Pour un féminisme concret et incarné
L’effervescence féministe du moment où nous sommes produit tout à la fois une multiplicité d’initiatives militantes sur le terrain et une grande vitalité théorique dans les débats. Un fil rouge tient ensemble cette dynamique, celui du corps des femmes dans ses dimensions les plus intimes. Par-delà l’étape cruciale qu’a représenté la conquête des droits procréatifs dans les années 1970, et malgré un processus d’indéniable émancipation sociale, il se trouve que les femmes ont continué d’être définies comme des corps « à disposition ». Je pense même que c’est le prix qu’elles ont eu à payer pour avoir investi le monde du travail et réclamé d’être considérées enfin comme des individus de droits.
Il restait donc un domaine où les anciens mécanismes de l’objectivation et de l’aliénation corporelles continuaient de fonctionner à plein, celui de la vie intime et sexuelle. C’est là que se concentrent aujourd’hui les luttes et la réflexion féministes, produisant une dynamique puissante qui cible le système patriarcal dans ses fondements.

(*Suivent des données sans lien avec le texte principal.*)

//! ManualScheduler - 仮想時間で動くスケジューラ（テスト・デモ用）
//!
//! # 学習ポイント
//! - BTreeMap を (due, seq) キーの優先度キューとして使う
//! - コールバック実行中は RefCell の借用を手放す（再入対応）
//! - 実行中に自分自身を cancel した repeating は再登録しない

use std::cell::RefCell;
use std::collections::{BTreeMap, HashMap, VecDeque};
use std::time::Duration;

use tracing::trace;

use crate::config::SchedulerConfig;
use crate::domain::{Category, HandleId, HandleIdAllocator};
use crate::ports::{Callback, Scheduler};

struct Entry {
    category: Category,
    /// 実行中は None（repeating のみ）
    callback: Option<Callback>,
    period: Option<Duration>,
}

#[derive(Default)]
struct State {
    now: Duration,
    seq: u64,
    timers: BTreeMap<(Duration, u64), HandleId>,
    deferred: VecDeque<HandleId>,
    frames: VecDeque<HandleId>,
    entries: HashMap<HandleId, Entry>,
    cancels: Vec<(Category, HandleId)>,
}

impl State {
    fn arm(&mut self, id: HandleId, due: Duration) {
        let seq = self.seq;
        self.seq += 1;
        self.timers.insert((due, seq), id);
    }
}

/// ManualScheduler は明示的に時間を進める Scheduler 実装
///
/// # 実装詳細
/// - delayed / repeating: `advance()` で期限が来たものを期限順に実行
/// - deferred: `run_deferred()` で呼び出し時点のキューを実行
/// - frame_sync: `next_frame()` で呼び出し時点のキューを実行
/// - cancel は全て `cancel_calls()` に記録される（カテゴリ不一致でも）
///
/// # 使用例
/// ```ignore
/// let scheduler = ManualScheduler::new();
/// scheduler.schedule_delayed(Box::new(|| println!("hi")), Duration::from_millis(10));
/// assert_eq!(scheduler.advance(Duration::from_millis(10)), 1);
/// ```
pub struct ManualScheduler {
    ids: HandleIdAllocator,
    min_interval: Duration,
    state: RefCell<State>,
}

impl ManualScheduler {
    pub fn new() -> Self {
        Self::with_config(&SchedulerConfig::default())
    }

    pub fn with_config(config: &SchedulerConfig) -> Self {
        Self {
            ids: HandleIdAllocator::new(),
            min_interval: config.min_interval(),
            state: RefCell::new(State::default()),
        }
    }

    /// 仮想時刻（生成時からの経過）
    pub fn now(&self) -> Duration {
        self.state.borrow().now
    }

    /// 時間を `by` だけ進め、期限が来た delayed / repeating を実行
    ///
    /// 実行したコールバックの数を返す。
    pub fn advance(&self, by: Duration) -> usize {
        let target = self.now() + by;
        let mut fired = 0;
        while let Some((id, due)) = self.pop_due(target) {
            if self.fire_timer(id, due) {
                fired += 1;
            }
        }
        self.state.borrow_mut().now = target;
        fired
    }

    /// 呼び出し時点でキューにある deferred を実行
    pub fn run_deferred(&self) -> usize {
        let batch = std::mem::take(&mut self.state.borrow_mut().deferred);
        self.fire_batch(batch)
    }

    /// 呼び出し時点でキューにある frame_sync を実行
    pub fn next_frame(&self) -> usize {
        let batch = std::mem::take(&mut self.state.borrow_mut().frames);
        self.fire_batch(batch)
    }

    /// まだ実行もキャンセルもされていないエントリ数
    pub fn pending(&self, category: Category) -> usize {
        self.state
            .borrow()
            .entries
            .values()
            .filter(|entry| entry.category == category)
            .count()
    }

    /// これまでの cancel 呼び出し（呼ばれた順）
    pub fn cancel_calls(&self) -> Vec<(Category, HandleId)> {
        self.state.borrow().cancels.clone()
    }

    pub fn cancel_count(&self, category: Category) -> usize {
        self.state
            .borrow()
            .cancels
            .iter()
            .filter(|(c, _)| *c == category)
            .count()
    }

    fn pop_due(&self, target: Duration) -> Option<(HandleId, Duration)> {
        let mut state = self.state.borrow_mut();
        let (&(due, seq), &id) = state.timers.first_key_value()?;
        if due > target {
            return None;
        }
        state.timers.remove(&(due, seq));
        state.now = due;
        Some((id, due))
    }

    fn fire_timer(&self, id: HandleId, due: Duration) -> bool {
        let (mut callback, period) = {
            let mut state = self.state.borrow_mut();
            let period = match state.entries.get(&id) {
                Some(entry) => entry.period,
                // cancel 済み
                None => return false,
            };
            let callback = match period {
                Some(_) => state.entries.get_mut(&id).and_then(|e| e.callback.take()),
                None => state.entries.remove(&id).and_then(|e| e.callback),
            };
            let Some(callback) = callback else {
                return false;
            };
            (callback, period)
        };

        trace!(handle = %id, ?due, "firing timer");
        callback();

        if let Some(period) = period {
            let mut state = self.state.borrow_mut();
            if let Some(entry) = state.entries.get_mut(&id) {
                entry.callback = Some(callback);
                state.arm(id, due + period);
            }
        }
        true
    }

    fn fire_batch(&self, batch: VecDeque<HandleId>) -> usize {
        let mut fired = 0;
        for id in batch {
            let callback = self
                .state
                .borrow_mut()
                .entries
                .remove(&id)
                .and_then(|entry| entry.callback);
            if let Some(mut callback) = callback {
                trace!(handle = %id, "firing queued callback");
                callback();
                fired += 1;
            }
        }
        fired
    }

    fn insert(&self, category: Category, callback: Callback, period: Option<Duration>) -> HandleId {
        let id = self.ids.next_id();
        self.state.borrow_mut().entries.insert(
            id,
            Entry {
                category,
                callback: Some(callback),
                period,
            },
        );
        id
    }

    fn cancel_entry(&self, category: Category, id: HandleId) {
        let mut state = self.state.borrow_mut();
        state.cancels.push((category, id));
        if state
            .entries
            .get(&id)
            .is_some_and(|entry| entry.category == category)
        {
            // キュー側のキーは残るが、発火時にエントリが無ければ読み飛ばす
            state.entries.remove(&id);
        }
    }
}

impl Default for ManualScheduler {
    fn default() -> Self {
        Self::new()
    }
}

impl Scheduler for ManualScheduler {
    fn schedule_delayed(&self, callback: Callback, delay: Duration) -> HandleId {
        let id = self.insert(Category::Delayed, callback, None);
        let mut state = self.state.borrow_mut();
        let due = state.now + delay;
        state.arm(id, due);
        id
    }

    fn cancel_delayed(&self, id: HandleId) {
        self.cancel_entry(Category::Delayed, id);
    }

    fn schedule_repeating(&self, callback: Callback, interval: Duration) -> HandleId {
        let interval = interval.max(self.min_interval);
        let id = self.insert(Category::Repeating, callback, Some(interval));
        let mut state = self.state.borrow_mut();
        let due = state.now + interval;
        state.arm(id, due);
        id
    }

    fn cancel_repeating(&self, id: HandleId) {
        self.cancel_entry(Category::Repeating, id);
    }

    fn schedule_deferred(&self, callback: Callback) -> HandleId {
        let id = self.insert(Category::Deferred, callback, None);
        self.state.borrow_mut().deferred.push_back(id);
        id
    }

    fn cancel_deferred(&self, id: HandleId) {
        self.cancel_entry(Category::Deferred, id);
    }

    fn schedule_frame_sync(&self, callback: Callback) -> HandleId {
        let id = self.insert(Category::FrameSync, callback, None);
        self.state.borrow_mut().frames.push_back(id);
        id
    }

    fn cancel_frame_sync(&self, id: HandleId) {
        self.cancel_entry(Category::FrameSync, id);
    }
}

Le projet n’est pas nouveau, il était celui des militantes et théoriciennes qui ont entrepris, il y a cinquante ans, de s’extirper du carcan de la conjugalité et de la maternité obligatoires en se donnant les moyens de contrôler leur capacité procréatrice et en aspirant à vivre librement leur sexualité. Mais il était resté inabouti, l’assignation des femmes à leurs fonctions sexuelle et maternelle demeurant le sous-bassement solide de nos sociétés soi-disant émancipées.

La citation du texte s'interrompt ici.